Meet Dominik Wujastyk!

28 September 2020

1. Where are you from and how did you end up in your field? 
I'm a Londoner by birth, but I grew up in Portugal, Sudan, Uganda and Malta, only returning to the UK for university.  As a teenager in Malta, I joined a philosophy group that drew its inspiration partly from Hinduism.  I became a vegetarian and began to teach myself Sanskrit.  I enjoyed it so much that back in the UK, after I finished a BSc in Physics, I applied to university to learn Sanskrit properly, turning my hobby into a full-time project.  In the 1970s, the government gave students grants to go to university (whaaa?).  I got a second undergraduate grant, and a university acceptance, so I went ahead.  After the Sanskrit BA, I went on to take a DPhil in Indian linguistics and then took a job as curator of Sanskrit manuscripts at the Wellcome Institute in London.  After some years, I won a Wellcome Trust Senior Research Fellowship at University College London, teaching and researching the history of medicine in South Asia.  Later still I moved to the International Institute of Asian Studies in Leiden and then the University of Vienna's renowned Department of Sanskrit, Tibetan and Buddhist Studies, where I taught and researched the history of medicine, yoga and Indian linguistics.
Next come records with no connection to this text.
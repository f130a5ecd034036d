//! Table seam and the writer wrapped around it

use crate::core::{OrderRecord, WriteError};
use async_trait::async_trait;
use std::sync::Arc;

/// Destination table for orders
///
/// Implementations perform one unconditional upsert keyed by `orderId`:
/// an existing item with the same key is replaced as a whole, nothing is
/// read first.
#[async_trait]
pub trait OrderTable: Send + Sync {
    /// Upsert a single order
    async fn put_order(&self, record: &OrderRecord) -> Result<(), WriteError>;

    /// Name used in log lines
    fn describe(&self) -> String {
        "table".to_string()
    }
}

#[async_trait]
impl<T: OrderTable + ?Sized> OrderTable for Arc<T> {
    async fn put_order(&self, record: &OrderRecord) -> Result<(), WriteError> {
        (**self).put_order(record).await
    }

    fn describe(&self) -> String {
        (**self).describe()
    }
}

/// Writes one order per call and reports the outcome on the console
pub struct OrderWriter<T> {
    table: T,
}

impl<T: OrderTable> OrderWriter<T> {
    pub fn new(table: T) -> Self {
        Self { table }
    }

    pub fn table(&self) -> &T {
        &self.table
    }

    /// Upsert `record` once
    ///
    /// The failure is logged here and handed back; deciding whether to retry
    /// or stop is left to the caller.
    pub async fn write_order(&self, record: &OrderRecord) -> Result<(), WriteError> {
        tracing::info!("{:?}", record);

        match self.table.put_order(record).await {
            Ok(()) => {
                tracing::info!(order_id = %record.order_id, "Inserted data: {:?}", record);
                Ok(())
            }
            Err(err) => {
                tracing::error!(order_id = %record.order_id, "Error inserting data: {}", err.message);
                Err(err)
            }
        }
    }
}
2. What is your current area of research? 
I am currently editing and translating a medieval Sanskrit treatise on alchemy and rejuvenation called "The Good Fortune of the Mercury King" (Rasendramangala).  Also, earlier this year I was awarded an SSHRC Insight Grant for a project to study a recently-discovered ninth-century Sanskrit manuscript of one of the main classical encyclopedias on Indian medicine.  The manuscript, which is in the Kaiser Library, Kathmandu, Nepal, is a thousand years older than any other published manuscript.  Even preliminary study shows us that the way this influential work was read in the first millennium was significantly different from its reception in later centuries and from nineteenth- and twentieth-century printed editions.  Thanks to the SSHRC grant, the U of A will be able to hire a post-doctoral research fellow to work on this project with me.
3. What are your hobbies?
Reading SF (only outsiders call it SciFi :-).  Listening to music (Bach to Bonamassa) and playing bass guitar in a blues/rock band.  Hacking Linux and TeX. 
4. What advice would you give incoming students?
You have stumbled into an intellectual sweet shop!  Think of university as a time to discover excitement in what you study.  Seize the moment to discover and explore subjects you love.  The greatest contribution to your future will be your personal enthusiasm for what you do.